* To do: Filter the entries below, keeping only lines with the word "delays".

Dataset entries:
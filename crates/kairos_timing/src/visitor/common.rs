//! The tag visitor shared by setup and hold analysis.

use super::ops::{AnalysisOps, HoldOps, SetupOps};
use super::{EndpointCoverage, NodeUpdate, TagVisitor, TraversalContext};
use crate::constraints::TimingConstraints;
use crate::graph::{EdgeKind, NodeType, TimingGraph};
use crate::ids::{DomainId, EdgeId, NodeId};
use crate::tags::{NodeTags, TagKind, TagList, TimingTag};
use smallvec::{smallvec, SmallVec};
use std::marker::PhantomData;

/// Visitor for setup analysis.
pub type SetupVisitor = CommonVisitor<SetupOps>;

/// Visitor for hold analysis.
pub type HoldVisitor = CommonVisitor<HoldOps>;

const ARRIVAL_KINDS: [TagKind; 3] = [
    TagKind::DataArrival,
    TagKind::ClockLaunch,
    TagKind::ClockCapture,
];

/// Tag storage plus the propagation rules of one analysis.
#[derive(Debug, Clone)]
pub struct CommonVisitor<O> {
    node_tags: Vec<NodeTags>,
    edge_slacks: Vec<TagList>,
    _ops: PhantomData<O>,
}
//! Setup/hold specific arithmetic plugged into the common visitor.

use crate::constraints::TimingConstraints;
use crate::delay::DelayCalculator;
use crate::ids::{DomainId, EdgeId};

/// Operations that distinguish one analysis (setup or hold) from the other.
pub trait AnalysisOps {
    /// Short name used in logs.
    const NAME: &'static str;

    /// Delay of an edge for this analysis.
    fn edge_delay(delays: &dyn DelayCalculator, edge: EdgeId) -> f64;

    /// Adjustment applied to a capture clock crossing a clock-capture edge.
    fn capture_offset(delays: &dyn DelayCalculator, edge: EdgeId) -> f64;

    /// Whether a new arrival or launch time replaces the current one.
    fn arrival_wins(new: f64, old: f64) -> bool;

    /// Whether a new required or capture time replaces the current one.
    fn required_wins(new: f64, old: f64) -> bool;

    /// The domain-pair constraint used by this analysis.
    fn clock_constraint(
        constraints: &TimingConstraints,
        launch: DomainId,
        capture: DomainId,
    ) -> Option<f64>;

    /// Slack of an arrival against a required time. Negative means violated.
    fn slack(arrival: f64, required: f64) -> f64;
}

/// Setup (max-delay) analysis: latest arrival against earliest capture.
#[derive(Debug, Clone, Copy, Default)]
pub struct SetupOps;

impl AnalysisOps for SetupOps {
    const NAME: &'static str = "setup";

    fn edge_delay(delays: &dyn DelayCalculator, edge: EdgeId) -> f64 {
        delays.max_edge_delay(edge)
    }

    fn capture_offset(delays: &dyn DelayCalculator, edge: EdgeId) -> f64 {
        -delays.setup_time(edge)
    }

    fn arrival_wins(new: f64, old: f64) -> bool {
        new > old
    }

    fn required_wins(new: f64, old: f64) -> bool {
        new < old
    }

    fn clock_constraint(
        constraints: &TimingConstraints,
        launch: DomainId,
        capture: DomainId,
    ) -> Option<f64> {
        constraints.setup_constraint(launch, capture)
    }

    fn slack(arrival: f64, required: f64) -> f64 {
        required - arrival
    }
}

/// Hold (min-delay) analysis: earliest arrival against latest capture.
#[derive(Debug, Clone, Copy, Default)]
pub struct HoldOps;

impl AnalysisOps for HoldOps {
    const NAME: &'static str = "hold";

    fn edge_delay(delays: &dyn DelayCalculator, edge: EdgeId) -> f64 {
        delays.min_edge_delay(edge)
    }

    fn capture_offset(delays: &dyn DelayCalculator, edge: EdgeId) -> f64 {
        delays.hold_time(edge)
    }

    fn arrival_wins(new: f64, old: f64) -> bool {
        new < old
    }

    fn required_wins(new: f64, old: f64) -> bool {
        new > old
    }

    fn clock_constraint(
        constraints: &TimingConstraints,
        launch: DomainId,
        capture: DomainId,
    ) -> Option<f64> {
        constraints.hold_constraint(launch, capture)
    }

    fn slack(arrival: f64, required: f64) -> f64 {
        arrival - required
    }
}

* Answer to the problem:
    fn edge_delay(delays: &dyn DelayCalculator, edge: EdgeId) -> f64;
    fn capture_offset(delays: &dyn DelayCalculator, edge: EdgeId) -> f64;
    fn edge_delay(delays: &dyn DelayCalculator, edge: EdgeId) -> f64 {
        delays.max_edge_delay(edge)
    fn capture_offset(delays: &dyn DelayCalculator, edge: EdgeId) -> f64 {
        -delays.setup_time(edge)
    fn edge_delay(delays: &dyn DelayCalculator, edge: EdgeId) -> f64 {
        delays.min_edge_delay(edge)
    fn capture_offset(delays: &dyn DelayCalculator, edge: EdgeId) -> f64 {
        delays.hold_time(edge)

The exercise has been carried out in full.